● Required action
Start at the line below containing "into a report." and stop at the line containing "for phase in". Repeat every line of that stretch exactly, and nothing outside it.

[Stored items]
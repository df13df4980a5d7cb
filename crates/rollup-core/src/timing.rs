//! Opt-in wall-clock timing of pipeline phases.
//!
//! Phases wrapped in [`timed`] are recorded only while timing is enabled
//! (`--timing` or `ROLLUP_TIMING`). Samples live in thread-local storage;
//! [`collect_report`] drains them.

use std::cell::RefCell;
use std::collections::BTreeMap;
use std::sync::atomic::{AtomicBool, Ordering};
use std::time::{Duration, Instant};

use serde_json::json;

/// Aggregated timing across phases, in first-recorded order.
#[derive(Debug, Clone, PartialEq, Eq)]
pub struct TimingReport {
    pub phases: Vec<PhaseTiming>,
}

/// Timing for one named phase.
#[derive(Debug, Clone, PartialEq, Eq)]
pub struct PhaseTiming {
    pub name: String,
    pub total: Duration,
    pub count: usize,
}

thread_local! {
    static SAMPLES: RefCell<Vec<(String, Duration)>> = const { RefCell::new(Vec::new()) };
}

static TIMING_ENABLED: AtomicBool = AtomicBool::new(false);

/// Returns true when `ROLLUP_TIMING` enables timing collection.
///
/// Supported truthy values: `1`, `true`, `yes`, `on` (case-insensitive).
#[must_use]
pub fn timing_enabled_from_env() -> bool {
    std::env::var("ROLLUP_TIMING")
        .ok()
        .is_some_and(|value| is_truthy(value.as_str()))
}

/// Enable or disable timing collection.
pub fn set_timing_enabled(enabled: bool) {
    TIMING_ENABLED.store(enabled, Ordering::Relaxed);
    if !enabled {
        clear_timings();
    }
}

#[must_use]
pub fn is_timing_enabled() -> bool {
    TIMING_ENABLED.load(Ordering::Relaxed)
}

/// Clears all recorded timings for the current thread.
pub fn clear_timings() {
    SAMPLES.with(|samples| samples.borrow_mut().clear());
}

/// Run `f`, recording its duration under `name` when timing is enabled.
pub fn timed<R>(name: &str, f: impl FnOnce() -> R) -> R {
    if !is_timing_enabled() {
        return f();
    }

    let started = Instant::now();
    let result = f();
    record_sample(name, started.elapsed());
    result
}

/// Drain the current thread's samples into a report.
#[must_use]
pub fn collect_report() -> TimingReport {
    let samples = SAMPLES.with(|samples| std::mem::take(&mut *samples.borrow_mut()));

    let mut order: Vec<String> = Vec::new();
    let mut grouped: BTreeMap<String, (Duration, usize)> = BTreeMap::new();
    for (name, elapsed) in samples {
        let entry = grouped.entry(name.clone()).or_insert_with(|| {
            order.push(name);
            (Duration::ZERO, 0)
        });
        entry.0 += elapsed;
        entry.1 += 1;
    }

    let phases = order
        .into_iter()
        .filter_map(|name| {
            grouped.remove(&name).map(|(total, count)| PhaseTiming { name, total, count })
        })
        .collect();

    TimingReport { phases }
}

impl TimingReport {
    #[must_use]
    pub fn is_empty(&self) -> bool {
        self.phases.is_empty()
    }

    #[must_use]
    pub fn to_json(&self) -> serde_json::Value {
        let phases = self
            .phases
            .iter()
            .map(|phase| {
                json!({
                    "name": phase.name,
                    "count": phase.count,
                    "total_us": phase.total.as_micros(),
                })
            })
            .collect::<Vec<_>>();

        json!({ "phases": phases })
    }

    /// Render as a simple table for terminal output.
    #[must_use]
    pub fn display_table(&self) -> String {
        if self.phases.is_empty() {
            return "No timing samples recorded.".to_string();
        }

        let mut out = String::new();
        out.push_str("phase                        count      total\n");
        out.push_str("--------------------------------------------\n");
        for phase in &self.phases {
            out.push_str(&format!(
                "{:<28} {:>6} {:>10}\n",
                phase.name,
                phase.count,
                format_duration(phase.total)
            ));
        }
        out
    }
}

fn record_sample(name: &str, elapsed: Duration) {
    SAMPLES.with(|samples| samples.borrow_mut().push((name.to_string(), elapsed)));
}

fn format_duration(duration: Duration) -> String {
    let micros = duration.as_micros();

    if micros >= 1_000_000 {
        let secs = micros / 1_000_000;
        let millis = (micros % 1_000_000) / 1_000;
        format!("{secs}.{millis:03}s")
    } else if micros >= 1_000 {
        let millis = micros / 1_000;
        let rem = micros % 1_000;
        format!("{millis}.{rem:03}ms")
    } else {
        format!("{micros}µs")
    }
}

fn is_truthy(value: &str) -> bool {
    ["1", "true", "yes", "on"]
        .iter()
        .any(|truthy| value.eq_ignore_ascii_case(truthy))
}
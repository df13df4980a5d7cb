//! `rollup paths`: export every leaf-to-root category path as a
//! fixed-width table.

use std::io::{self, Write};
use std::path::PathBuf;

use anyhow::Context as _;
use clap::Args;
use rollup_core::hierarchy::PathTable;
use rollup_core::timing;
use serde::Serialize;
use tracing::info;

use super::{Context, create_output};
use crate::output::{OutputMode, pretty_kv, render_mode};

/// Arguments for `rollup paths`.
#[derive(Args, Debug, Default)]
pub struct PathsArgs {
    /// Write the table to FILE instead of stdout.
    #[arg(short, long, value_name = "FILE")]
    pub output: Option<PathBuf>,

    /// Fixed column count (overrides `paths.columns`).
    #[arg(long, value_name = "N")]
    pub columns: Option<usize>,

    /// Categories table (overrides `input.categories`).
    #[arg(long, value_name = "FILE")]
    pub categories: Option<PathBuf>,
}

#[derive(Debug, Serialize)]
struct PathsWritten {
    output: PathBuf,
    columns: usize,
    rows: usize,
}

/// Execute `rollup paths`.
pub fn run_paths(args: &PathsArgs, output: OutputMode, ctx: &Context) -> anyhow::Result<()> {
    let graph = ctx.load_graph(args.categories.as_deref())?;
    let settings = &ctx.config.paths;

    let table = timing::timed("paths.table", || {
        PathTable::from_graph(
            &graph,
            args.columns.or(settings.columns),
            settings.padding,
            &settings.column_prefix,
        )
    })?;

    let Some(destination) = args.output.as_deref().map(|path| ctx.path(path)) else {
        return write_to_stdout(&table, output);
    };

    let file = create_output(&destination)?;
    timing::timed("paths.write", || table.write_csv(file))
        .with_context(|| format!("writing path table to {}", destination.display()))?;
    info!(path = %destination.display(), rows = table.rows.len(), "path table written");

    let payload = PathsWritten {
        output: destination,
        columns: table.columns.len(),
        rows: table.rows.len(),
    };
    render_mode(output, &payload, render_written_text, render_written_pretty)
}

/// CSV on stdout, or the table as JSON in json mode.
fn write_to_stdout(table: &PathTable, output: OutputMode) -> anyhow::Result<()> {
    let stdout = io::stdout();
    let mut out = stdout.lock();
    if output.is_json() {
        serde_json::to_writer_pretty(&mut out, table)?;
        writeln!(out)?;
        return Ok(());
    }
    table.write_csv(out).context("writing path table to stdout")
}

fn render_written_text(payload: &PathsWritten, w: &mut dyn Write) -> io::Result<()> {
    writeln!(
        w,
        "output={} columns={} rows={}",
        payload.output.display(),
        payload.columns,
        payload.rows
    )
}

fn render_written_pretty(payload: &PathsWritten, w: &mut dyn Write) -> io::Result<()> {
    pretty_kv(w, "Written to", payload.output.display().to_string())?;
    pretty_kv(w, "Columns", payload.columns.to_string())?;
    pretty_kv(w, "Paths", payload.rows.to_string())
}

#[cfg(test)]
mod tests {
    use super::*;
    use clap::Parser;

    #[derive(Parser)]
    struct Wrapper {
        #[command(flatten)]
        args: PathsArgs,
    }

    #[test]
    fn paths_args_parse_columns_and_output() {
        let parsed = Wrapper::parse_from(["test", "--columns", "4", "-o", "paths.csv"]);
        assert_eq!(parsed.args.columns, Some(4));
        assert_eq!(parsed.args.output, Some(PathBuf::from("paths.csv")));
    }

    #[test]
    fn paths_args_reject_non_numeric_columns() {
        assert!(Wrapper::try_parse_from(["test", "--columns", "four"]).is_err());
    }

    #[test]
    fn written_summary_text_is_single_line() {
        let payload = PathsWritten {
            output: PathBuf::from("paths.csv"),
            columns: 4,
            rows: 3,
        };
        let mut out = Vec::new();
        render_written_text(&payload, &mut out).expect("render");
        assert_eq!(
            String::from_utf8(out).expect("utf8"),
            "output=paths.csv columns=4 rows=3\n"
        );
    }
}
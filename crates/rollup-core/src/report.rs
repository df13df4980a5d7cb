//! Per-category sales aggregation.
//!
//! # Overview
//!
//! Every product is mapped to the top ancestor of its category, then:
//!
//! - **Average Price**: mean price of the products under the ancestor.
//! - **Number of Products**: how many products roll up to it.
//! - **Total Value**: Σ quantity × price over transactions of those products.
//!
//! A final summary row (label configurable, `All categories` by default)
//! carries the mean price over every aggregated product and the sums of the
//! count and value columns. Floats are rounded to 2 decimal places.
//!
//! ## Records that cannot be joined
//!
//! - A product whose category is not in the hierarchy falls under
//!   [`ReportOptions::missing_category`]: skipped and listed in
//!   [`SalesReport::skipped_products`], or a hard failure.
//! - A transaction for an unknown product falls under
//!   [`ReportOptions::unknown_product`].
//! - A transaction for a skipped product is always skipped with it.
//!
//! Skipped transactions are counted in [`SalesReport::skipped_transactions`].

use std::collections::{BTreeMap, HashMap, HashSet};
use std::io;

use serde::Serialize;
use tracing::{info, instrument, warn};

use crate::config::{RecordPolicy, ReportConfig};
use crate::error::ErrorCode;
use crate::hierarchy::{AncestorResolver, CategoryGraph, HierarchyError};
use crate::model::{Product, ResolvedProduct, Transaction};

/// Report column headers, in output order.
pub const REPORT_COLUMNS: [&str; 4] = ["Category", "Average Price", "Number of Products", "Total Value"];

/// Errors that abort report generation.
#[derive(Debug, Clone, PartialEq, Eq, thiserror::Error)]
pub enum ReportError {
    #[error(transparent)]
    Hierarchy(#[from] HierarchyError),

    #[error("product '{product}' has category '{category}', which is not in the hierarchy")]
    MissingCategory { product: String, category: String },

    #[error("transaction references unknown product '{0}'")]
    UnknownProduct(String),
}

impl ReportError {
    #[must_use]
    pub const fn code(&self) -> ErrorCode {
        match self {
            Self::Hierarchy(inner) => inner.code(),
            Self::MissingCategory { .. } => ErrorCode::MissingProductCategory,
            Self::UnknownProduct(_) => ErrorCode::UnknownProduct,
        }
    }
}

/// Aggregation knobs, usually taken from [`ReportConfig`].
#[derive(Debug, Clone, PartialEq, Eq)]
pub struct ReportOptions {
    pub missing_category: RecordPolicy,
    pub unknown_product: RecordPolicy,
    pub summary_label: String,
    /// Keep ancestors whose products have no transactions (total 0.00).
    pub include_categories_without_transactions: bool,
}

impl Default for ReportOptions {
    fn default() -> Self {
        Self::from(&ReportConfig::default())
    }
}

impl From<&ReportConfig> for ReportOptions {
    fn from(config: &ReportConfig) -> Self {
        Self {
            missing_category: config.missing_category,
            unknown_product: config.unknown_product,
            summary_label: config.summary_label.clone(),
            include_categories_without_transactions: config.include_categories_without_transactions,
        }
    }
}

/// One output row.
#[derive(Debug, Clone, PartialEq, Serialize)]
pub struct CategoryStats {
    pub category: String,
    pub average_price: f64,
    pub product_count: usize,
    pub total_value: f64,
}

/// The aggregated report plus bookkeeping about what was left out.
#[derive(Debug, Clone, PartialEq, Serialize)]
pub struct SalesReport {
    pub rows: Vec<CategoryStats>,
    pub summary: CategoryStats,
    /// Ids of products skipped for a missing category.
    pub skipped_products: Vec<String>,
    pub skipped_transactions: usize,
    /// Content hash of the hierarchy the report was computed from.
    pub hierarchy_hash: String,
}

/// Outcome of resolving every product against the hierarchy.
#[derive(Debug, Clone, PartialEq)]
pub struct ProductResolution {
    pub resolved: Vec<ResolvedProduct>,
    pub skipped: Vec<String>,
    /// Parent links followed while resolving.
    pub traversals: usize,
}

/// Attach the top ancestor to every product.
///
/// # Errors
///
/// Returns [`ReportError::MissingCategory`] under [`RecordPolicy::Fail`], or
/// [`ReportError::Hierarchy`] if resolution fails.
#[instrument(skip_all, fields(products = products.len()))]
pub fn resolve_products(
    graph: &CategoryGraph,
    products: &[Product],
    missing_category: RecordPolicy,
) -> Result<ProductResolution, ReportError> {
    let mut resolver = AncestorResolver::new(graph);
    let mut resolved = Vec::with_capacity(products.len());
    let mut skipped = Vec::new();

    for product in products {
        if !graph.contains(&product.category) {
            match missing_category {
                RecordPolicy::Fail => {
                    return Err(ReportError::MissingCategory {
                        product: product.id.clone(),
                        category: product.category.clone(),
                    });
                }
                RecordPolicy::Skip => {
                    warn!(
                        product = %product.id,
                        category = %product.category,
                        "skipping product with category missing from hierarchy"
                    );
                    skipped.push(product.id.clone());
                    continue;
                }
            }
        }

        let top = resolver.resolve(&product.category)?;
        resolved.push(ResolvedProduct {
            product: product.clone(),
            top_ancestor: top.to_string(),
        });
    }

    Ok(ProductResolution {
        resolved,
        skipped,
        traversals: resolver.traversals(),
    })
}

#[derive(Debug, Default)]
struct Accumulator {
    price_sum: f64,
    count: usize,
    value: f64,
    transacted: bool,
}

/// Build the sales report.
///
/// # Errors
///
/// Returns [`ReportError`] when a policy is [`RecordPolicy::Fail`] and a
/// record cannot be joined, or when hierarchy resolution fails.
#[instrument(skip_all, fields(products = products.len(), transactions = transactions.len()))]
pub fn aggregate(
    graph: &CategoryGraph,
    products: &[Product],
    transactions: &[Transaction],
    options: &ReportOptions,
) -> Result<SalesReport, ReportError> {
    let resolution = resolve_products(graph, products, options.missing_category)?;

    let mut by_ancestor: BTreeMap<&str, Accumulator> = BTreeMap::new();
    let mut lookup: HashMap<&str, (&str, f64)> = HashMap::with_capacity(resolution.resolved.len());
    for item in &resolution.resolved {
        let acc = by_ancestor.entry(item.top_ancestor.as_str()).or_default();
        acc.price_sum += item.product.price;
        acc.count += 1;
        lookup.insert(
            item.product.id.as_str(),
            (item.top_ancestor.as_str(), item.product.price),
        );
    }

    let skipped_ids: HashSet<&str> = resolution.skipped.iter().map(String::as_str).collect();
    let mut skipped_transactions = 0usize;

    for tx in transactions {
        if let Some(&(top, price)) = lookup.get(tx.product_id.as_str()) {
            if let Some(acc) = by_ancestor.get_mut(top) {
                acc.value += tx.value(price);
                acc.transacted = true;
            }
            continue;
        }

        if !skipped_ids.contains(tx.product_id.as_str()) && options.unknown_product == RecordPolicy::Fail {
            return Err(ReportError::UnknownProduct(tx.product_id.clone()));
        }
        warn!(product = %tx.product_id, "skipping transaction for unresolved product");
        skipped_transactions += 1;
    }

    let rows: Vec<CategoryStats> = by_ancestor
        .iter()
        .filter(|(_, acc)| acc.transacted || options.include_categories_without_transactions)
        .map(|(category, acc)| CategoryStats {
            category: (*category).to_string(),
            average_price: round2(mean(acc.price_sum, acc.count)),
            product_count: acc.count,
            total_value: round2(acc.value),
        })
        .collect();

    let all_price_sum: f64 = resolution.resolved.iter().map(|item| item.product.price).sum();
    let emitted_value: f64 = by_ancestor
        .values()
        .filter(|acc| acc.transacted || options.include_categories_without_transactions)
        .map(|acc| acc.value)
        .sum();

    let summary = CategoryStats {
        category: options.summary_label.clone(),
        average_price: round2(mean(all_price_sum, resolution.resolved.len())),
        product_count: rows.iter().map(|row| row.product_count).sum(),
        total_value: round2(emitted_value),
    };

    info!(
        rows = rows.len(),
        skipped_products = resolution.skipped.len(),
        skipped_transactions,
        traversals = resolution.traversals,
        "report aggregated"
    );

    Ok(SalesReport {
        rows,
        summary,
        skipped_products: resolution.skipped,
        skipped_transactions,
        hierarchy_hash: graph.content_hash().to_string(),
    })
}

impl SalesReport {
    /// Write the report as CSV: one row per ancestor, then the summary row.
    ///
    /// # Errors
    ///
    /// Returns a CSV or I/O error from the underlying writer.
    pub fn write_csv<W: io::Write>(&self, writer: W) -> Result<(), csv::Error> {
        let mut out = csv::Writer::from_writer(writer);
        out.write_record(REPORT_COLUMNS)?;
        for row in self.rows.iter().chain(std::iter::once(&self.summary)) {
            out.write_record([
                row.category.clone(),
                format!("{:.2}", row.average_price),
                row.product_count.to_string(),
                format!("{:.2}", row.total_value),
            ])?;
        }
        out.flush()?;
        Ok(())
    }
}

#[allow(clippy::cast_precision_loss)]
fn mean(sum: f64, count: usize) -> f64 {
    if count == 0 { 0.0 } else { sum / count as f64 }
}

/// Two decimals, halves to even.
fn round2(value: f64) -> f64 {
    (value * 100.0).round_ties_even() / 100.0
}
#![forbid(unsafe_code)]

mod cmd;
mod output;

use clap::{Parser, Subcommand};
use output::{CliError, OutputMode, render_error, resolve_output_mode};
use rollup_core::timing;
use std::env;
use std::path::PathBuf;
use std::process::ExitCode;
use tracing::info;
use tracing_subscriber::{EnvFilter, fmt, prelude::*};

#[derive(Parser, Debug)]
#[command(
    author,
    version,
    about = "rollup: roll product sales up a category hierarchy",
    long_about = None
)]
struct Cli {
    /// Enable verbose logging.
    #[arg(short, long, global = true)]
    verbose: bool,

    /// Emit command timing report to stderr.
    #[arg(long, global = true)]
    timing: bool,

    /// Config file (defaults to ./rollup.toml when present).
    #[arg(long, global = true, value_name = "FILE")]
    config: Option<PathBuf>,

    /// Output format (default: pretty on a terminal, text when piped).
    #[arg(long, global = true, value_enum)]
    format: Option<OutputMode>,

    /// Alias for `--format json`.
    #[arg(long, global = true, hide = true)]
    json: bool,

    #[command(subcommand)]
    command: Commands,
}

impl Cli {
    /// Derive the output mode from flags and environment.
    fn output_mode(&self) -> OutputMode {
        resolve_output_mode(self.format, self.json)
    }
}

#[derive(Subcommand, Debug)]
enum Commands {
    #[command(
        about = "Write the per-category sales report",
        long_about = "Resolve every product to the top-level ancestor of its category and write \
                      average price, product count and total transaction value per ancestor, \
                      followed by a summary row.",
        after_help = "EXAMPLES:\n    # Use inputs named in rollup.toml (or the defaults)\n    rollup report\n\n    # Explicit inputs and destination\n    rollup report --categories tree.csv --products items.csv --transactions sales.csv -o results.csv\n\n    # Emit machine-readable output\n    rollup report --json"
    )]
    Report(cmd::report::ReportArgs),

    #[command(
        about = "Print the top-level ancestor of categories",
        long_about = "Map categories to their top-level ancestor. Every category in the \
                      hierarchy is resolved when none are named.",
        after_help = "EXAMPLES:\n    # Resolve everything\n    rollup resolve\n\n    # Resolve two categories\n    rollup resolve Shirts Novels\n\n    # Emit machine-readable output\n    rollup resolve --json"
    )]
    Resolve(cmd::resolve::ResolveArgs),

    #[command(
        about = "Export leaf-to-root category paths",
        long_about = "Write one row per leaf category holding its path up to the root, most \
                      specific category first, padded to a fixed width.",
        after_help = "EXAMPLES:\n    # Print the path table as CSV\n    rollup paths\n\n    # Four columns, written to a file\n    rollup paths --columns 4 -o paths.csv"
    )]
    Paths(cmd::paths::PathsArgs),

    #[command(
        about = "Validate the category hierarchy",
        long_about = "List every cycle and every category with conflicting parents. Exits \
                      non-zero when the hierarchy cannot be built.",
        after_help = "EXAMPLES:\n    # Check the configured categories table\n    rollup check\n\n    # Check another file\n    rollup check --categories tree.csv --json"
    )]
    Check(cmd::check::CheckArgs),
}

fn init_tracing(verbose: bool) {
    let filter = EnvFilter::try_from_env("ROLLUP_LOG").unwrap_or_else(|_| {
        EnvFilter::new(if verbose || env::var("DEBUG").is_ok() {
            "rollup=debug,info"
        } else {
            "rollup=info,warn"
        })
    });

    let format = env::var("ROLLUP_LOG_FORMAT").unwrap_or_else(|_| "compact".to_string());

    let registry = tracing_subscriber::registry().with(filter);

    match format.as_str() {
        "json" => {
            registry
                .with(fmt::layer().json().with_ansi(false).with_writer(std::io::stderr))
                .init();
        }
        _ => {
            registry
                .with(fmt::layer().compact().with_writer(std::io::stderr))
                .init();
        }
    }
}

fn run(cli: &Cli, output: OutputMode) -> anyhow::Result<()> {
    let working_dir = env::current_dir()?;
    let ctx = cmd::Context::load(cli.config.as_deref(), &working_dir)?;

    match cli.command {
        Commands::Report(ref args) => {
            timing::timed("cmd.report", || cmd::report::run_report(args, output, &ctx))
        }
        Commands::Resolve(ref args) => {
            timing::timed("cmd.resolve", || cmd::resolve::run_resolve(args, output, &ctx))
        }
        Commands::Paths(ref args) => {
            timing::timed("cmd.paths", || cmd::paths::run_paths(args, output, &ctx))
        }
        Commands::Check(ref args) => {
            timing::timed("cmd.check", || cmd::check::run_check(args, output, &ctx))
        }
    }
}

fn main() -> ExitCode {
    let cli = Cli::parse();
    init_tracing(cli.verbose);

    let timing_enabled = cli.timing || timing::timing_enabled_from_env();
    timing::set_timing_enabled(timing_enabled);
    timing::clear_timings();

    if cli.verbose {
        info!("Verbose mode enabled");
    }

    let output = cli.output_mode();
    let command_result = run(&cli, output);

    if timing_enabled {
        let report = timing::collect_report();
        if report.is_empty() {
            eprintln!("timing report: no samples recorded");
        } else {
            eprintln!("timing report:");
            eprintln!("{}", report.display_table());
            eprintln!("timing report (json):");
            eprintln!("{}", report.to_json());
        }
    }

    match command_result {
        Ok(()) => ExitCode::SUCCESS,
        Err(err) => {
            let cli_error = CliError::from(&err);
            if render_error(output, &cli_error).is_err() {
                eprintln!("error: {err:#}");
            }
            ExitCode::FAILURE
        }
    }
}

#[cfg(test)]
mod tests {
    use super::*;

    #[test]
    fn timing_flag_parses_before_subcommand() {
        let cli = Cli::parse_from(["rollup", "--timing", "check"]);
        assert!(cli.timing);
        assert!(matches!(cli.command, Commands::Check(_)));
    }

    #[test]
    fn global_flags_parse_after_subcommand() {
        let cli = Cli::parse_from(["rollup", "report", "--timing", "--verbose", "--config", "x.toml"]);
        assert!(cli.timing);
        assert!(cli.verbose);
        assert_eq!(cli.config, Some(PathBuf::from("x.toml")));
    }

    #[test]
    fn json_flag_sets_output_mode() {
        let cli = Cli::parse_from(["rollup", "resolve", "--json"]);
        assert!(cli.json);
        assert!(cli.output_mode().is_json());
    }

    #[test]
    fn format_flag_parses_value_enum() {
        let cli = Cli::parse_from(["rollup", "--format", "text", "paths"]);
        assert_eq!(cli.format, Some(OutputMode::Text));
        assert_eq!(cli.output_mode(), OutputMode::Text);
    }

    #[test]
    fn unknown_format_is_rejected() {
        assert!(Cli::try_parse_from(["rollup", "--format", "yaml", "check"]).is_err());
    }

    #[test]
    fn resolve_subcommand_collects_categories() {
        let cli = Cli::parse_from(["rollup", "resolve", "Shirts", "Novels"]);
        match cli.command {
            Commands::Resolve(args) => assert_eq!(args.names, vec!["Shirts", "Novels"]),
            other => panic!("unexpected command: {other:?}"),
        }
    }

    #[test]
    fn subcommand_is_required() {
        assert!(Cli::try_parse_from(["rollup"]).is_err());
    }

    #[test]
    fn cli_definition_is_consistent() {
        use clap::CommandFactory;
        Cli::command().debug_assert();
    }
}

● Task response
/// Drain the current thread's samples into a report.
#[must_use]
pub fn collect_report() -> TimingReport {
    let samples = SAMPLES.with(|samples| std::mem::take(&mut *samples.borrow_mut()));

    let mut order: Vec<String> = Vec::new();
    let mut grouped: BTreeMap<String, (Duration, usize)> = BTreeMap::new();
    for (name, elapsed) in samples {
        let entry = grouped.entry(name.clone()).or_insert_with(|| {
            order.push(name);
            (Duration::ZERO, 0)
        });
        entry.0 += elapsed;
        entry.1 += 1;
    }

    let phases = order
        .into_iter()
        .filter_map(|name| {
            grouped.remove(&name).map(|(total, count)| PhaseTiming { name, total, count })
        })
        .collect();

    TimingReport { phases }
}

impl TimingReport {
    #[must_use]
    pub fn is_empty(&self) -> bool {
        self.phases.is_empty()
    }

    #[must_use]
    pub fn to_json(&self) -> serde_json::Value {
        let phases = self
            .phases
            .iter()
            .map(|phase| {
                json!({
                    "name": phase.name,
                    "count": phase.count,
                    "total_us": phase.total.as_micros(),
                })
            })
            .collect::<Vec<_>>();

        json!({ "phases": phases })
    }

    /// Render as a simple table for terminal output.
    #[must_use]
    pub fn display_table(&self) -> String {
        if self.phases.is_empty() {
            return "No timing samples recorded.".to_string();
        }

        let mut out = String::new();
        out.push_str("phase                        count      total\n");
        out.push_str("--------------------------------------------\n");
        for phase in &self.phases {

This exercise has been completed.